— THE TASK —
An exact transcription of all the entries below is required.

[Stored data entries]
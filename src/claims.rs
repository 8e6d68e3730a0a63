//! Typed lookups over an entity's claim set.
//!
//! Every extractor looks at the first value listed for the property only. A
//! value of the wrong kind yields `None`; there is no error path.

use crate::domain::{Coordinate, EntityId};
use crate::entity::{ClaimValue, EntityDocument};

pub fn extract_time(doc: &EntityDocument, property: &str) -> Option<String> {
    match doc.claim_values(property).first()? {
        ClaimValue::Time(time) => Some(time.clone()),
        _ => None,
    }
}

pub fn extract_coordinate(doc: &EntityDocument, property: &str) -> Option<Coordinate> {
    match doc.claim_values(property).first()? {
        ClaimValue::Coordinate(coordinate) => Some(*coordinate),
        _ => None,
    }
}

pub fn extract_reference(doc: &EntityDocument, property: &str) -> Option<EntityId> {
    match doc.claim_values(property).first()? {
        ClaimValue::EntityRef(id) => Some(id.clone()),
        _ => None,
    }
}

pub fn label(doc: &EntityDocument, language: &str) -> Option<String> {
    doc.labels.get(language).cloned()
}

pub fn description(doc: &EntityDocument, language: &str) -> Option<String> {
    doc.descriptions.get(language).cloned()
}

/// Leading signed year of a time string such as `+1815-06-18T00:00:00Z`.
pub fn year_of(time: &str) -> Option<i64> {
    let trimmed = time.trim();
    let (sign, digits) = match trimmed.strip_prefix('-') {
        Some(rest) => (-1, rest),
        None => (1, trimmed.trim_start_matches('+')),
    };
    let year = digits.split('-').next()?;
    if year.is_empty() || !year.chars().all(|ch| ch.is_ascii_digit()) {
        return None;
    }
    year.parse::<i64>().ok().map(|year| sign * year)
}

— ANSWER SPACE —
filename src/claims.rs
repository 8e6d68e3730a0a63
//! Typed lookups over an entity's claim set.
//!
//! Every extractor looks at the first value listed for the property only. A
//! value of the wrong kind yields `None`; there is no error path.

use crate::domain::{Coordinate, EntityId};
use crate::entity::{ClaimValue, EntityDocument};

pub fn extract_time(doc: &EntityDocument, property: &str) -> Option<String> {
    match doc.claim_values(property).first()? {
        ClaimValue::Time(time) => Some(time.clone()),
        _ => None,
    }
}

pub fn extract_coordinate(doc: &EntityDocument, property: &str) -> Option<Coordinate> {
    match doc.claim_values(property).first()? {
        ClaimValue::Coordinate(coordinate) => Some(*coordinate),
        _ => None,
    }
}

pub fn extract_reference(doc: &EntityDocument, property: &str) -> Option<EntityId> {
    match doc.claim_values(property).first()? {
        ClaimValue::EntityRef(id) => Some(id.clone()),
        _ => None,
    }
}

pub fn label(doc: &EntityDocument, language: &str) -> Option<String> {
    doc.labels.get(language).cloned()
}

pub fn description(doc: &EntityDocument, language: &str) -> Option<String> {
    doc.descriptions.get(language).cloned()
}

/// Leading signed year of a time string such as `+1815-06-18T00:00:00Z`.
pub fn year_of(time: &str) -> Option<i64> {
    let trimmed = time.trim();
    let (sign, digits) = match trimmed.strip_prefix('-') {
        Some(rest) => (-1, rest),
        None => (1, trimmed.trim_start_matches('+')),
    };
    let year = digits.split('-').next()?;
    if year.is_empty() || !year.chars().all(|ch| ch.is_ascii_digit()) {
        return None;
    }
    year.parse::<i64>().ok().map(|year| sign * year)
}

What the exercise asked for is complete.